『なあ・・・守護ってどうやって得るんだ?』
家出ついでに、二つ先の町に住む姉の知り合いの守護の家に行ってみた。彼が守護の里に行っていない確信はなかったが、訪れてみたら在宅していたのでほっとする。もっとも、どうせ家出中なので、いなかったとしても困らない。

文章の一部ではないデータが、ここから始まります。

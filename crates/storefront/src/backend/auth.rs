//! Hosted auth subsystem client.
//!
//! The storefront treats authentication as an opaque network contract:
//! OTP sign-in over SMS, email/password sign-in, sign-up, and sign-out.
//! Sessions are whatever the auth endpoints return; the storefront never
//! inspects tokens.

use std::sync::Arc;

use async_trait::async_trait;
use secrecy::ExposeSecret;
use serde::Deserialize;
use thiserror::Error;
use tracing::instrument;

use vastra_core::{Email, EmailError, Phone, PhoneError, UserId};

use crate::config::BackendConfig;

use super::BackendError;

/// Errors that can occur during authentication operations.
#[derive(Debug, Error)]
pub enum AuthError {
    /// Invalid email format.
    #[error("invalid email: {0}")]
    InvalidEmail(#[from] EmailError),

    /// Invalid phone format.
    #[error("invalid phone: {0}")]
    InvalidPhone(#[from] PhoneError),

    /// Invalid credentials (wrong password or unknown user).
    #[error("invalid credentials")]
    InvalidCredentials,

    /// The one-time code did not verify.
    #[error("invalid or expired code")]
    InvalidCode,

    /// An account already exists for this email.
    #[error("account already exists")]
    UserAlreadyExists,

    /// Password too weak or invalid.
    #[error("password validation failed: {0}")]
    WeakPassword(String),

    /// Underlying backend call failed.
    #[error("backend error: {0}")]
    Backend(#[from] BackendError),
}

/// An authenticated user as reported by the auth subsystem.
#[derive(Debug, Clone, Deserialize)]
pub struct AuthUser {
    pub id: UserId,
    #[serde(default)]
    pub phone: Option<Phone>,
    #[serde(default)]
    pub email: Option<Email>,
}

/// A session issued by the auth subsystem.
#[derive(Debug, Clone, Deserialize)]
pub struct AuthSession {
    pub user: AuthUser,
    pub access_token: String,
}

/// The auth subsystem contract.
#[async_trait]
pub trait AuthApi: Send + Sync {
    /// Any session the auth subsystem already holds for this client.
    async fn get_session(&self) -> Result<Option<AuthSession>, AuthError>;

    /// Request an SMS one-time code.
    async fn sign_in_with_otp(&self, phone: &Phone) -> Result<(), AuthError>;

    /// Verify an SMS one-time code and open a session.
    async fn verify_otp(&self, phone: &Phone, code: &str) -> Result<AuthSession, AuthError>;

    /// Create an account with email and password.
    async fn sign_up(&self, email: &Email, password: &str) -> Result<AuthSession, AuthError>;

    /// Open a session with email and password.
    async fn sign_in_with_password(
        &self,
        email: &Email,
        password: &str,
    ) -> Result<AuthSession, AuthError>;

    /// Close the current session.
    async fn sign_out(&self) -> Result<(), AuthError>;
}

// =============================================================================
// RestAuthApi
// =============================================================================

/// Client for the hosted auth endpoints.
#[derive(Clone)]
pub struct RestAuthApi {
    inner: Arc<AuthInner>,
}

struct AuthInner {
    client: reqwest::Client,
    auth_base: String,
    key: String,
}

impl RestAuthApi {
    /// Create a new auth API client.
    #[must_use]
    pub fn new(config: &BackendConfig) -> Self {
        let auth_base = format!("{}/auth/v1", config.url.as_str().trim_end_matches('/'));

        Self {
            inner: Arc::new(AuthInner {
                client: reqwest::Client::new(),
                auth_base,
                key: config.key.expose_secret().to_owned(),
            }),
        }
    }

    fn endpoint(&self, path: &str) -> String {
        format!("{}/{path}", self.inner.auth_base)
    }

    /// POST to an auth endpoint, returning the raw response on success.
    async fn post(
        &self,
        path: &str,
        body: &serde_json::Value,
    ) -> Result<reqwest::Response, AuthFailure> {
        let response = self
            .inner
            .client
            .post(self.endpoint(path))
            .header("apikey", &self.inner.key)
            .json(body)
            .send()
            .await
            .map_err(|e| AuthFailure::Backend(BackendError::Http(e)))?;

        let status = response.status();
        if !status.is_success() {
            let body = response.text().await.unwrap_or_default();
            tracing::warn!(
                status = %status,
                body = %body.chars().take(300).collect::<String>(),
                "Auth endpoint returned non-success status"
            );
            return Err(AuthFailure::Rejected);
        }

        Ok(response)
    }

    async fn post_session(
        &self,
        path: &str,
        body: &serde_json::Value,
    ) -> Result<AuthSession, AuthFailure> {
        let response = self.post(path, body).await?;
        response
            .json()
            .await
            .map_err(|e| AuthFailure::Backend(BackendError::Http(e)))
    }
}

/// Internal split between transport failures and credential rejections, so
/// each endpoint can map rejections to its own error variant.
enum AuthFailure {
    Rejected,
    Backend(BackendError),
}

impl AuthFailure {
    fn map_rejection(self, rejected: AuthError) -> AuthError {
        match self {
            Self::Rejected => rejected,
            Self::Backend(e) => AuthError::Backend(e),
        }
    }
}

#[async_trait]
impl AuthApi for RestAuthApi {
    async fn get_session(&self) -> Result<Option<AuthSession>, AuthError> {
        // Token persistence is the caller's concern; this client holds none.
        Ok(None)
    }

    #[instrument(skip(self), fields(phone = %phone))]
    async fn sign_in_with_otp(&self, phone: &Phone) -> Result<(), AuthError> {
        self.post(
            "otp",
            &serde_json::json!({ "phone": phone, "channel": "sms" }),
        )
        .await
        .map_err(|e| e.map_rejection(AuthError::InvalidCredentials))?;
        Ok(())
    }

    #[instrument(skip(self, code), fields(phone = %phone))]
    async fn verify_otp(&self, phone: &Phone, code: &str) -> Result<AuthSession, AuthError> {
        self.post_session(
            "verify",
            &serde_json::json!({ "phone": phone, "token": code, "type": "sms" }),
        )
        .await
        .map_err(|e| e.map_rejection(AuthError::InvalidCode))
    }

    #[instrument(skip(self, password), fields(email = %email))]
    async fn sign_up(&self, email: &Email, password: &str) -> Result<AuthSession, AuthError> {
        self.post_session(
            "signup",
            &serde_json::json!({ "email": email, "password": password }),
        )
        .await
        .map_err(|e| e.map_rejection(AuthError::UserAlreadyExists))
    }

    #[instrument(skip(self, password), fields(email = %email))]
    async fn sign_in_with_password(
        &self,
        email: &Email,
        password: &str,
    ) -> Result<AuthSession, AuthError> {
        self.post_session(
            "token?grant_type=password",
            &serde_json::json!({ "email": email, "password": password }),
        )
        .await
        .map_err(|e| e.map_rejection(AuthError::InvalidCredentials))
    }

    async fn sign_out(&self) -> Result<(), AuthError> {
        self.post("logout", &serde_json::json!({}))
            .await
            .map_err(|e| e.map_rejection(AuthError::InvalidCredentials))?;
        Ok(())
    }
}

#[cfg(test)]
mod tests {
    use super::*;

    #[test]
    fn test_auth_error_display() {
        assert_eq!(AuthError::InvalidCode.to_string(), "invalid or expired code");
        assert_eq!(
            AuthError::WeakPassword("too short".to_owned()).to_string(),
            "password validation failed: too short"
        );
    }

    #[test]
    fn test_session_deserializes_from_auth_payload() {
        let json = r#"{
            "access_token": "tok-123",
            "token_type": "bearer",
            "user": { "id": "u-9", "phone": "+919800000001" }
        }"#;
        let session: AuthSession = serde_json::from_str(json).expect("session should parse");
        assert_eq!(session.access_token, "tok-123");
        assert_eq!(session.user.id.as_str(), "u-9");
        assert!(session.user.email.is_none());
    }
}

彼以外にもこの隣に守護は住んでいるが、こちらは姉に通報されるおそれがあって敬遠した。
『守護が愛せば得たも同然だ。どうした?いきなり』
『ううん・・・』
彼は笑って、
『いつまでも家出して帰らないと緑子が困ってるって、翠から聞いたよ』
『うん・・・』
ほんとうはずっと逃げ続けていたい。ずっと捕まらなければ運命から逃れられるだろうか・・・?
『どうすれば愛してもらえるの?』
彼は、俺がそう聞いたら振り向いてじっと見た。
読まれてんな・・・
『勝手に読むな』
頭を振ってそっぽを向いたら、『守護なんてそういうもんだ』と彼は言って鼻で笑った。
『その女の子は小さすぎる。ご両親が反対するだろう。もう日もない・・・それに、ただ守護だというだけだろう?その子が好きだという訳じゃない。たとえ得たとして、二人っきりで生活するなんて無理があるんじゃないか?』
『――だって仕方ないじゃないか!』
どうしようもない気持ちが噴出して俺は怒鳴った。
『ダチは連れて行けない!見も知らぬ女なんてごめんだ!少なくとも守護なら俺のことが好きなはずだ!ひとりは嫌なんだよ・・・!』
彼は俺が吐き出すのを黙って見ていた。
そして何か考えるように上を見て、下を見て、そのダイアモンドの瞳を閉じて言った。
『お前次第だな』
『え?』
『お前が欲しいと思うなら努力しろ。それしかないよ。人ひとりの人生をまるごともらうんだ――覚悟して、求愛し続けろ・・・何度も』
強い瞳が俺を見据える――俺は黙ってうなずいた。
好きとか愛とか・・・まだ俺には分からない。
でもこれだけは、この願いだけは叶えて欲しい―― 俺をひとりにしないでくれるなら、どんな望みでも聞いてあげる。
俺を愛してくれるなら、大切にするから・・・!
その日は彼に泊めてもらい、朝遅くにそこを出た。